Il limite dell’importo pignorabile serve, come anticipato, a garantire al debitore un minimo vitale per garantirgli una vita dignitosa.

Detto questo, qual’è l’importo pignorabile a un pensionato?

Il decreto Aiuti bis n.115/2022, modificando la disciplina contenuta nell’articolo 545 c.p.c comma 7, ha stabilito che non sono pignorabili fino all’importo pari al doppio della misura massima dell’assegno sociale, con il tetto dei 1000 euro, le somme che vengono corrisposte a titolo di pensione, di indennità sostitutive della pensione o di assegni di quiescenza.

La parte che eccede detto importo può essere pignorabile nei limiti indicati dai commi 3, 4 e 5 dell’articolo 545 c.p.c e da speciali disposizioni di legge.

Calcolo dell’importo non pignorabile 2024

Quest’anno, come indicato nella Tabella allegata alla circolare INPS n. 1 del 02.01.2024, l’importo dell’assegno sociale è di Euro 534,41. L’importo che non può essere pignorato, come visto sopra, è pari al doppio del valore della pensione sociale, per cui non è possibile procedere al pignoramento dell’importo della pensione fino a 1.068,82.

Importo pensione pignorabile 2024

Precisato che fino all’importo di Euro 1.068,82 la pensione non può essere pignorata, la parte eccedente può essere oggetto di pignoramento nel limite di 1/5 se il creditore che agisce è solo uno. Qualora infatti i creditori siano due o più la parte della pensione che eccede l’importo non pignorabile potrà essere aggredita nella misura dei 2/5.

Limiti in caso di accredito della pensione su c/c

I limiti visti finora relativi al pignoramento della pensione cambiano quando l’emolumento viene accreditato sul conto corrente del debitore. In questo caso, in base alle regole previste per il 2024, la parte pignorabile della pensione, sempre nella misura di 1/5 è quella che eccede l’importo pari a 3 volte l’assegno sociale ossia Euro 1.603,23.

Pignoramento pensioni: Agenzia delle Entrate

Tra i soggetti pubblici che possono aggredire la pensione c’è anche l’Agenzia delle Entrate. In questo caso l’importo che può essere aggredito con il pignoramento varia in base all’importo della pensione.
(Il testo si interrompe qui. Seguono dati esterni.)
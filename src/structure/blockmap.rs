use log::{trace, warn};

use crate::consts::{BlockPointer, BLOCK_BITMAP_SIZE, BLOCK_COUNT};
use crate::driver::DeviceDriver;
use crate::io::IO;
use crate::util::error::{Error, Result};

const BITMAP_BLOCK: BlockPointer = 0;

/// Block usage bitmap stored in the first bytes of block 0. Bit 0 covers the
/// metadata block itself and is never handed out.
pub struct BlockMap {
    block_count: u64,
}

impl Default for BlockMap {
    fn default() -> Self {
        BlockMap::new()
    }
}

impl BlockMap {
    pub fn new() -> BlockMap {
        BlockMap { block_count: BLOCK_COUNT as u64 }
    }

    pub fn format<A: DeviceDriver>(&self, io: &mut IO<A>) {
        io.zero_block(BITMAP_BLOCK);
        self.mark_used(io, BITMAP_BLOCK);
    }

    pub fn is_formatted<A: DeviceDriver>(&self, io: &IO<A>) -> bool {
        self.is_used(io, BITMAP_BLOCK)
    }

    pub fn allocate<A: DeviceDriver>(&self, io: &mut IO<A>) -> Result<BlockPointer> {
        for index in 1..self.block_count {
            if self.is_free(io, index) {
                self.mark_used(io, index);
                io.zero_block(index);
                trace!("alloc_block() -> {}", index);
                return Ok(index);
            }
        }
        Err(Error::NoSpace)
    }

    /// Clears the bit only; the block keeps its bytes until it is handed out again.
    pub fn release<A: DeviceDriver>(&self, io: &mut IO<A>, index: BlockPointer) {
        if index == BITMAP_BLOCK {
            warn!("refusing to release the metadata block");
            return;
        }
        trace!("free_block({})", index);
        self.mark_free(io, index);
    }

    pub fn free_count<A: DeviceDriver>(&self, io: &IO<A>) -> u64 {
        (0..self.block_count).filter(|index| self.is_free(io, *index)).count() as u64
    }

    pub fn is_free<A: DeviceDriver>(&self, io: &IO<A>, index: BlockPointer) -> bool {
        Self::bitmap(io)[(index / 8) as usize] & (1 << (index % 8)) == 0
    }

    pub fn is_used<A: DeviceDriver>(&self, io: &IO<A>, index: BlockPointer) -> bool {
        !self.is_free(io, index)
    }

    fn mark_used<A: DeviceDriver>(&self, io: &mut IO<A>, index: BlockPointer) {
        let byte_index = (index / 8) as usize;
        let bit_index = (index % 8) as usize;
        Self::bitmap_mut(io)[byte_index] |= 1 << bit_index;
    }

    fn mark_free<A: DeviceDriver>(&self, io: &mut IO<A>, index: BlockPointer) {
        let byte_index = (index / 8) as usize;
        let bit_index = (index % 8) as usize;
        Self::bitmap_mut(io)[byte_index] &= !(1 << bit_index);
    }

    fn bitmap<A: DeviceDriver>(io: &IO<A>) -> &[u8] {
        &io.block(BITMAP_BLOCK)[..BLOCK_BITMAP_SIZE]
    }

    fn bitmap_mut<A: DeviceDriver>(io: &mut IO<A>) -> &mut [u8] {
        &mut io.block_mut(BITMAP_BLOCK)[..BLOCK_BITMAP_SIZE]
    }
}
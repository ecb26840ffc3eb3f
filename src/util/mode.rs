pub type ModeBits = u32;

const PERMISSIONS_MASK: ModeBits = 0o7777;
const TYPE_MASK: ModeBits = 0o170000;
pub const IS_DIR_MASK: ModeBits = 0o40000;
pub const IS_FILE_MASK: ModeBits = 0o100000;

pub trait ModeBitsHelper {
    fn get_permissions(&self) -> u16;
    fn is_directory(&self) -> bool;
    fn is_file(&self) -> bool;
    fn with_permissions(&self, permissions: ModeBits) -> ModeBits;
}

impl ModeBitsHelper for ModeBits {
    fn get_permissions(&self) -> u16 {
        (self & PERMISSIONS_MASK) as u16
    }

    fn is_directory(&self) -> bool {
        (self & TYPE_MASK) == IS_DIR_MASK
    }

    fn is_file(&self) -> bool {
        (self & TYPE_MASK) == IS_FILE_MASK
    }

    fn with_permissions(&self, permissions: ModeBits) -> ModeBits {
        (self & TYPE_MASK) | (permissions & PERMISSIONS_MASK)
    }
}
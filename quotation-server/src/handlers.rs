use crate::models::BidResponse;
use crate::relay::{self, Budgets};
use crate::AppState;
use axum::{extract::State, http::StatusCode, response::Json};
use std::sync::Arc;
use tracing::{info, warn};

pub async fn get_quotation(
    State(state): State<Arc<AppState>>,
) -> std::result::Result<Json<BidResponse>, StatusCode> {
    let budgets = Budgets {
        fetch: state.fetch_timeout,
        persist: state.persist_timeout,
    };

    match relay::relay_quotation(&state.upstream, &state.db, budgets, state.persistence_policy).await
    {
        Ok(quotation) => Ok(Json(BidResponse::from(&quotation))),
        Err(e) => Err(StatusCode::from(e)),
    }
}

pub async fn list_records(State(state): State<Arc<AppState>>) -> StatusCode {
    match state.db.list_records().await {
        Ok(records) => {
            for record in &records {
                state.sink.emit(record);
            }
            info!("Listed {} stored quotations", records.len());
            StatusCode::OK
        }
        Err(e) => {
            warn!("Failed to list stored quotations: {}", e);
            StatusCode::INTERNAL_SERVER_ERROR
        }
    }
}
use std::time::Duration;
use thiserror::Error;

#[derive(Error, Debug)]
pub enum ClientError {
    #[error("HTTP request failed: {0}")]
    Http(#[from] reqwest::Error),

    #[error("Relay returned status {status}")]
    RelayStatus { status: u16 },

    #[error("Relay did not answer within {0:?}")]
    Timeout(Duration),

    #[error("JSON parsing failed: {0}")]
    Decode(#[from] serde_json::Error),

    #[error("IO error: {0}")]
    Io(#[from] std::io::Error),

    #[error("Configuration error: {0}")]
    Config(String),
}

pub type Result<T> = std::result::Result<T, ClientError>;
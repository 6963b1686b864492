pub mod artifact;
pub mod config;
pub mod error;
pub mod relay;

use crate::config::Config;
use crate::error::Result;
use crate::relay::RelayClient;
use tracing::info;

/// Fetches one bid from the relay and writes it to the configured file.
/// The file is only touched once a bid has been received.
pub async fn run(config: &Config) -> Result<String> {
    let client = RelayClient::new(config.relay_url.clone());
    let bid = client.fetch_bid(config.request_timeout).await?;
    info!("Received bid {:?}", bid);

    artifact::save_bid(&config.output_path, &bid).await?;
    Ok(bid)
}
use axum::http::StatusCode;
use std::time::Duration;
use thiserror::Error;

#[derive(Error, Debug)]
pub enum RelayError {
    #[error("HTTP request failed: {0}")]
    Http(#[from] reqwest::Error),

    #[error("Upstream returned status {status}")]
    UpstreamStatus { status: u16 },

    #[error("JSON parsing failed: {0}")]
    Decode(#[from] serde_json::Error),

    #[error("Upstream fetch exceeded {0:?}")]
    FetchTimeout(Duration),

    #[error("Database error: {0}")]
    Database(#[from] sqlx::Error),

    #[error("Persistence exceeded {0:?}")]
    PersistTimeout(Duration),

    #[error("Configuration error: {0}")]
    Config(String),

    #[error("IO error: {0}")]
    Io(#[from] std::io::Error),
}

pub type Result<T> = std::result::Result<T, RelayError>;

// Callers of the relay never learn which hop failed.
impl From<RelayError> for StatusCode {
    fn from(_err: RelayError) -> Self {
        StatusCode::INTERNAL_SERVER_ERROR
    }
}
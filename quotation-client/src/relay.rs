use crate::error::{ClientError, Result};
use reqwest::Client;
use serde_json::Value;
use std::time::Duration;
use tokio::time;
use tracing::debug;

pub struct RelayClient {
    client: Client,
    url: String,
}

impl RelayClient {
    pub fn new(url: impl Into<String>) -> Self {
        Self {
            client: Client::new(),
            url: url.into(),
        }
    }

    /// Asks the relay for the current bid, giving up after `deadline`.
    pub async fn fetch_bid(&self, deadline: Duration) -> Result<String> {
        debug!("Requesting quotation from {}", self.url);

        let body = time::timeout(deadline, self.fetch_body())
            .await
            .map_err(|_| ClientError::Timeout(deadline))??;

        extract_bid(&body)
    }

    async fn fetch_body(&self) -> Result<String> {
        let response = self.client.get(&self.url).send().await?;

        if !response.status().is_success() {
            return Err(ClientError::RelayStatus {
                status: response.status().as_u16(),
            });
        }

        Ok(response.text().await?)
    }
}

/// The body has to be JSON. A missing or non-string `bid` reads as "".
pub fn extract_bid(body: &str) -> Result<String> {
    let value: Value = serde_json::from_str(body)?;
    Ok(value
        .get("bid")
        .and_then(Value::as_str)
        .unwrap_or_default()
        .to_string())
}
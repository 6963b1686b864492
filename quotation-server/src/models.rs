use chrono::{DateTime, Utc};
use serde::{Deserialize, Serialize};

// Upstream wire format
#[derive(Debug, Deserialize)]
pub struct UpstreamEnvelope {
    #[serde(rename = "USDBRL")]
    pub usdbrl: UpstreamQuote,
}

#[derive(Debug, Deserialize)]
pub struct UpstreamQuote {
    pub code: String,
    pub codein: String,
    pub bid: String,
    pub create_date: String,
    pub name: Option<String>,
    pub high: Option<String>,
    pub low: Option<String>,
    #[serde(rename = "varBid")]
    pub var_bid: Option<String>,
    #[serde(rename = "pctChange")]
    pub pct_change: Option<String>,
    pub ask: Option<String>,
    pub timestamp: Option<String>,
}

/// A USD/BRL snapshot taken from one upstream response.
///
/// `bid` is kept as the upstream text and never parsed.
#[derive(Debug, Clone, PartialEq, Eq)]
pub struct Quotation {
    pub code: String,
    pub code_in: String,
    pub bid: String,
    pub create_date: String,
}

impl From<UpstreamEnvelope> for Quotation {
    fn from(envelope: UpstreamEnvelope) -> Self {
        let quote = envelope.usdbrl;
        Self {
            code: quote.code,
            code_in: quote.codein,
            bid: quote.bid,
            create_date: quote.create_date,
        }
    }
}

// Database models
#[derive(Debug, Clone)]
pub struct PersistedRecord {
    pub id: String,
    pub code: String,
    pub code_in: String,
    pub bid: String,
    pub create_date: String,
    pub quotation_date: DateTime<Utc>,
}

// Response models
#[derive(Debug, Serialize)]
pub struct BidResponse {
    pub bid: String,
}

impl From<&Quotation> for BidResponse {
    fn from(quotation: &Quotation) -> Self {
        Self {
            bid: quotation.bid.clone(),
        }
    }
}

#[cfg(test)]
mod tests {
    use super::*;

    const SAMPLE: &str = r#"{"USDBRL":{"code":"USD","codein":"BRL","name":"Dólar Americano/Real Brasileiro","high":"5.4612","low":"5.4010","varBid":"0.0123","pctChange":"0.23","bid":"5.4300","ask":"5.4310","timestamp":"1700000000","create_date":"2023-11-14 19:13:20"}}"#;

    #[test]
    fn decodes_upstream_envelope() {
        let envelope: UpstreamEnvelope = serde_json::from_str(SAMPLE).unwrap();
        assert_eq!(envelope.usdbrl.var_bid.as_deref(), Some("0.0123"));

        let quotation = Quotation::from(envelope);
        assert_eq!(quotation.code, "USD");
        assert_eq!(quotation.code_in, "BRL");
        assert_eq!(quotation.create_date, "2023-11-14 19:13:20");
    }

    #[test]
    fn bid_keeps_upstream_formatting() {
        let envelope: UpstreamEnvelope = serde_json::from_str(SAMPLE).unwrap();
        let quotation = Quotation::from(envelope);
        assert_eq!(quotation.bid, "5.4300");
        assert_eq!(
            serde_json::to_string(&BidResponse::from(&quotation)).unwrap(),
            r#"{"bid":"5.4300"}"#
        );
    }

    #[test]
    fn rejects_envelope_without_required_fields() {
        assert!(serde_json::from_str::<UpstreamEnvelope>(r#"{"USDBRL":{}}"#).is_err());
        assert!(serde_json::from_str::<UpstreamEnvelope>(r#"{"EURBRL":{"bid":"6.1"}}"#).is_err());
        assert!(serde_json::from_str::<UpstreamEnvelope>(
            r#"{"USDBRL":{"code":"USD","codein":"BRL","bid":5.43,"create_date":"x"}}"#
        )
        .is_err());
    }
}
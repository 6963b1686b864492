pub mod config;
pub mod db;
pub mod error;
pub mod handlers;
pub mod models;
pub mod relay;
pub mod sink;
pub mod upstream;

use crate::config::{Config, PersistencePolicy};
use crate::db::Database;
use crate::error::Result;
use crate::sink::RecordSink;
use crate::upstream::UpstreamClient;
use axum::{routing::get, Router};
use std::future::Future;
use std::sync::Arc;
use std::time::Duration;
use tokio::net::TcpListener;
use tower_http::trace::TraceLayer;
use tracing::info;

pub struct AppState {
    pub upstream: UpstreamClient,
    pub db: Database,
    pub sink: Arc<dyn RecordSink>,
    pub fetch_timeout: Duration,
    pub persist_timeout: Duration,
    pub persistence_policy: PersistencePolicy,
}

impl AppState {
    pub fn new(config: &Config, db: Database, sink: Arc<dyn RecordSink>) -> Self {
        Self {
            upstream: UpstreamClient::new(config.upstream_url.clone()),
            db,
            sink,
            fetch_timeout: config.fetch_timeout,
            persist_timeout: config.persist_timeout,
            persistence_policy: config.persistence_policy,
        }
    }
}

pub fn app_router(state: Arc<AppState>) -> Router {
    Router::new()
        .route("/cotacao", get(handlers::get_quotation))
        .route("/test", get(handlers::list_records))
        .layer(TraceLayer::new_for_http())
        .with_state(state)
}

/// Serves the relay until `shutdown` resolves, then drains in-flight
/// requests and closes the storage pool.
pub async fn serve<F>(listener: TcpListener, state: Arc<AppState>, shutdown: F) -> Result<()>
where
    F: Future<Output = ()> + Send + 'static,
{
    let db = state.db.clone();
    let app = app_router(state);

    axum::serve(listener, app)
        .with_graceful_shutdown(shutdown)
        .await?;

    db.close().await;
    info!("Quotation relay stopped");
    Ok(())
}
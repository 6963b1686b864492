use crate::error::{ClientError, Result};
use std::env;
use std::path::PathBuf;
use std::time::Duration;

#[derive(Debug, Clone)]
pub struct Config {
    pub relay_url: String,
    pub request_timeout: Duration,
    pub output_path: PathBuf,
}

impl Config {
    pub fn from_env() -> Result<Self> {
        let relay_url = env::var("RELAY_URL")
            .unwrap_or_else(|_| "http://localhost:8080/cotacao".to_string());

        let request_timeout = env::var("REQUEST_TIMEOUT_MS")
            .unwrap_or_else(|_| "300".to_string())
            .parse::<u64>()
            .map(Duration::from_millis)
            .map_err(|_| ClientError::Config("Invalid REQUEST_TIMEOUT_MS".to_string()))?;

        let output_path = env::var("QUOTATION_FILE")
            .unwrap_or_else(|_| "cotacao.txt".to_string())
            .into();

        Ok(Self {
            relay_url,
            request_timeout,
            output_path,
        })
    }
}
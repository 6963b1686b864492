use crate::models::PersistedRecord;
use std::sync::Mutex;
use tracing::info;

/// Destination for the diagnostic listing. Records go here, never into the
/// HTTP response.
pub trait RecordSink: Send + Sync {
    fn emit(&self, record: &PersistedRecord);
}

/// Writes each record to the server log.
pub struct LogSink;

impl RecordSink for LogSink {
    fn emit(&self, record: &PersistedRecord) {
        info!(
            "ID: {}, code: {}, codeIn: {}, bid: {}, createDate: {}, quotationDate: {}",
            record.id,
            record.code,
            record.code_in,
            record.bid,
            record.create_date,
            record.quotation_date
        );
    }
}

/// Keeps emitted records in memory.
#[derive(Default)]
pub struct MemorySink {
    records: Mutex<Vec<PersistedRecord>>,
}

impl MemorySink {
    pub fn new() -> Self {
        Self::default()
    }

    pub fn records(&self) -> Vec<PersistedRecord> {
        match self.records.lock() {
            Ok(records) => records.clone(),
            Err(poisoned) => poisoned.into_inner().clone(),
        }
    }
}

impl RecordSink for MemorySink {
    fn emit(&self, record: &PersistedRecord) {
        match self.records.lock() {
            Ok(mut records) => records.push(record.clone()),
            Err(poisoned) => poisoned.into_inner().push(record.clone()),
        }
    }
}
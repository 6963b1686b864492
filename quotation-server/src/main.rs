use anyhow::Result;
use dotenv::dotenv;
use quotation_server::config::Config;
use quotation_server::db::Database;
use quotation_server::sink::LogSink;
use quotation_server::AppState;
use std::sync::Arc;
use tracing::{info, warn};

#[tokio::main]
async fn main() -> Result<()> {
    // Initialize logging
    tracing_subscriber::fmt::init();

    dotenv().ok();
    let config = Config::from_env()?;

    let db = Database::new(&config.database_url, config.max_connections).await?;
    db.init_schema().await?;

    info!(
        "Upstream {} (fetch budget {:?}, persist budget {:?}, policy {:?})",
        config.upstream_url,
        config.fetch_timeout,
        config.persist_timeout,
        config.persistence_policy
    );

    let state = Arc::new(AppState::new(&config, db, Arc::new(LogSink)));

    let addr = format!("0.0.0.0:{}", config.port);
    info!("Starting quotation relay on {}", addr);

    let listener = tokio::net::TcpListener::bind(&addr).await?;
    quotation_server::serve(listener, state, shutdown_signal()).await?;

    Ok(())
}

async fn shutdown_signal() {
    if let Err(e) = tokio::signal::ctrl_c().await {
        warn!("Failed to listen for ctrl-c: {}", e);
        std::future::pending::<()>().await;
    }
    info!("Shutdown requested");
}
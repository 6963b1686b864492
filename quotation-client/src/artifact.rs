use crate::error::Result;
use std::io::ErrorKind;
use std::path::Path;
use tokio::fs;
use tokio::io::AsyncWriteExt;
use tracing::info;

pub fn render(bid: &str) -> String {
    format!("Dolar: {}", bid)
}

/// Replaces the file at `path` with a single `Dolar: <bid>` line. The old
/// file is removed before the new one is created, so a failure in between
/// leaves no file at all.
pub async fn save_bid(path: &Path, bid: &str) -> Result<()> {
    match fs::remove_file(path).await {
        Ok(()) => {}
        Err(e) if e.kind() == ErrorKind::NotFound => {}
        Err(e) => return Err(e.into()),
    }

    let mut file = fs::File::create(path).await?;
    file.write_all(render(bid).as_bytes()).await?;
    file.flush().await?;

    info!("Wrote {}", path.display());
    Ok(())
}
L’Agenzia infatti può pignorare:

  • 1/10 dell’importo per pensioni fino a 2.500,00 euro;
  • 1/7 dell’importo per pensioni che vanno da un minimo di 2.500,00 euro fino a 5.000,00 euro;
  • 1/5 dell’importo per pensioni al di sopra dei 5.000,00 euro.

Pignoramento della pensione: come difendersi

Per difendersi dal pignoramento delle pensioni è consigliabile rivolgersi a un avvocato esperto in questioni previdenziali.

In genere, in presenza dei presupposti necessari, ovvero di pignoramenti ingiustificati, è possibile avviare un’opposizione all’esecuzione, per contestare

  • il diritto vantato dal creditore nel procedere all’esecuzione;
  • la modificazione o l’inesistenza del credito contenuto nel titolo esecutivo;
  • l’ammissibilità della pretesa sotto il profilo giuridico.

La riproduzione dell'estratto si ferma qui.